▶ _Task requirements_
Lift every line from the entries that includes the word "bool".

=== Study material ===

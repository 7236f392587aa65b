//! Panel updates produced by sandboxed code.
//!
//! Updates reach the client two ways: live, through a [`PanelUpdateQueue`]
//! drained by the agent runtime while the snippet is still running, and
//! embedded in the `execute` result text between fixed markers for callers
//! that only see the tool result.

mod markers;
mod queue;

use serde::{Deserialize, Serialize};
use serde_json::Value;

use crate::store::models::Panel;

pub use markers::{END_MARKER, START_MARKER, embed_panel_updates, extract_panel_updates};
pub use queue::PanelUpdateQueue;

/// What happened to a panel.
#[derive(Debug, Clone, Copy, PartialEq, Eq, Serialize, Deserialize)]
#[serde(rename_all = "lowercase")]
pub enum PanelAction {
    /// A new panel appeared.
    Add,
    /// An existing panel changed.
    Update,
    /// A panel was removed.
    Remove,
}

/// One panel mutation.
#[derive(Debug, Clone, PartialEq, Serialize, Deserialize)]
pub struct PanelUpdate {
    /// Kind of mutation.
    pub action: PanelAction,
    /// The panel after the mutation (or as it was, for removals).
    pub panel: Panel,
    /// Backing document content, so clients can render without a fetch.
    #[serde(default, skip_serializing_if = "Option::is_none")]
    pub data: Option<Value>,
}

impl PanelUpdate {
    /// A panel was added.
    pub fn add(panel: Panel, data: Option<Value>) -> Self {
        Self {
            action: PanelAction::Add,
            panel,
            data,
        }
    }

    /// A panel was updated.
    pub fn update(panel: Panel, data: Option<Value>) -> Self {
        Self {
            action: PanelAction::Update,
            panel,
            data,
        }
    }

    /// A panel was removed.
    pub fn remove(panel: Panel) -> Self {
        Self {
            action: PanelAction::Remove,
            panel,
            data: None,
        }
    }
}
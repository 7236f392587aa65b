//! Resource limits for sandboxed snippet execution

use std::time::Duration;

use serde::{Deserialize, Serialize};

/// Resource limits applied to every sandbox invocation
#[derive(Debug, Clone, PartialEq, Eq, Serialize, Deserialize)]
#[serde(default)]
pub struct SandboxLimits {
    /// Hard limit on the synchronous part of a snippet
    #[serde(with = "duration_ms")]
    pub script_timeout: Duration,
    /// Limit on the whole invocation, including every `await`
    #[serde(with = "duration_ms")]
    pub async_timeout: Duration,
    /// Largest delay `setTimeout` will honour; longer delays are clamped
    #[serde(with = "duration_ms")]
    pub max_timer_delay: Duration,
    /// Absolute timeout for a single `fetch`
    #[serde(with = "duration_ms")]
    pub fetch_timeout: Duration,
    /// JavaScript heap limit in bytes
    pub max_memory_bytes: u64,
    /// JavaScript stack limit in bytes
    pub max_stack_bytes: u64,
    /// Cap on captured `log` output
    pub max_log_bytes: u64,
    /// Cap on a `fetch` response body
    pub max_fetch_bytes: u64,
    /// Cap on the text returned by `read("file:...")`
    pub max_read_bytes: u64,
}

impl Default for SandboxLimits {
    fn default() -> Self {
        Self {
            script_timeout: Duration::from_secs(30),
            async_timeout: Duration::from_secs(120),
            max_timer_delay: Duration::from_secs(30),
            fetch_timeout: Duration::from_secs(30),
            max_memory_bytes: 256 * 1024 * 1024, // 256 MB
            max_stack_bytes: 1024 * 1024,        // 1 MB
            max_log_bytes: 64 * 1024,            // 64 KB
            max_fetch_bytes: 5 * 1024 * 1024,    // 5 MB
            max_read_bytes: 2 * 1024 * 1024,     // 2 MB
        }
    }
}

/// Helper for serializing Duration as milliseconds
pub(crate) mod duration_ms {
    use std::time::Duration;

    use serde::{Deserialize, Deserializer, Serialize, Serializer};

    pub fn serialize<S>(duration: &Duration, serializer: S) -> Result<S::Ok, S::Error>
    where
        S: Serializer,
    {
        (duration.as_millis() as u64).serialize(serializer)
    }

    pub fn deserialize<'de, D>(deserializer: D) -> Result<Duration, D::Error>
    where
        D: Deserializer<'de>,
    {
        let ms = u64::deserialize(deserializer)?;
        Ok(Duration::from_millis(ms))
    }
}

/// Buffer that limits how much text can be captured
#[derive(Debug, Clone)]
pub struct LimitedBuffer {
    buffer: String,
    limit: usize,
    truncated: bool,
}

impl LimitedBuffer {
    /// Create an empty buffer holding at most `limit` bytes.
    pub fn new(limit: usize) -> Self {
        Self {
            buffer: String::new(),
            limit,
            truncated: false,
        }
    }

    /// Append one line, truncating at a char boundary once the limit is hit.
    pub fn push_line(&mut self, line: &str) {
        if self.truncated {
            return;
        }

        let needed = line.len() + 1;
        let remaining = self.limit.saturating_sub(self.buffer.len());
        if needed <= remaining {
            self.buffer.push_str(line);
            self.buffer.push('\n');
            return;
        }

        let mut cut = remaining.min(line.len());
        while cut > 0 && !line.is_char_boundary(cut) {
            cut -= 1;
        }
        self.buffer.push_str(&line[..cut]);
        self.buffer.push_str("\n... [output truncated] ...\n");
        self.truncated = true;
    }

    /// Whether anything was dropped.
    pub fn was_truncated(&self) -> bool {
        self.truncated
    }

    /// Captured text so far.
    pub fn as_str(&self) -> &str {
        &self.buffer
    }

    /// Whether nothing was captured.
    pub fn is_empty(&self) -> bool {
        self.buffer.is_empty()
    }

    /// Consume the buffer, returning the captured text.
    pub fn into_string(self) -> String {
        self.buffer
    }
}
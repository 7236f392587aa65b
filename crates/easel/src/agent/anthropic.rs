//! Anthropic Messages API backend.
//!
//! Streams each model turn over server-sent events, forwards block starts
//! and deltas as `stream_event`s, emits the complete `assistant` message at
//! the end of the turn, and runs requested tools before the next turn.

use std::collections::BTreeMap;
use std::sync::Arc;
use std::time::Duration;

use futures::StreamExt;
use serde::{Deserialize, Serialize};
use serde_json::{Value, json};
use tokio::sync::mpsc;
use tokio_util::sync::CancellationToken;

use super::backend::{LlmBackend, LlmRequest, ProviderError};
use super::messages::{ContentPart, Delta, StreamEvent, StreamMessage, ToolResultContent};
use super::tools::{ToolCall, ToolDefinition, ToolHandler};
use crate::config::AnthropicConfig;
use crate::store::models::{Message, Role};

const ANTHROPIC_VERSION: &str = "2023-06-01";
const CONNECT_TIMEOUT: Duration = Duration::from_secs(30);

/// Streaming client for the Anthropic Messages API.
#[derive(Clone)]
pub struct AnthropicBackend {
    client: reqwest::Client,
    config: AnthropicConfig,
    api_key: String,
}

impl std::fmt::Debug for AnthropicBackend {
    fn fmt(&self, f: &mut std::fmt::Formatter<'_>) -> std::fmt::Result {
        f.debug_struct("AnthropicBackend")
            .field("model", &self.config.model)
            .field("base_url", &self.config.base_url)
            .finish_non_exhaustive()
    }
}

===

▶ _Output_
    truncated: bool,
    pub fn was_truncated(&self) -> bool {
    pub fn is_empty(&self) -> bool {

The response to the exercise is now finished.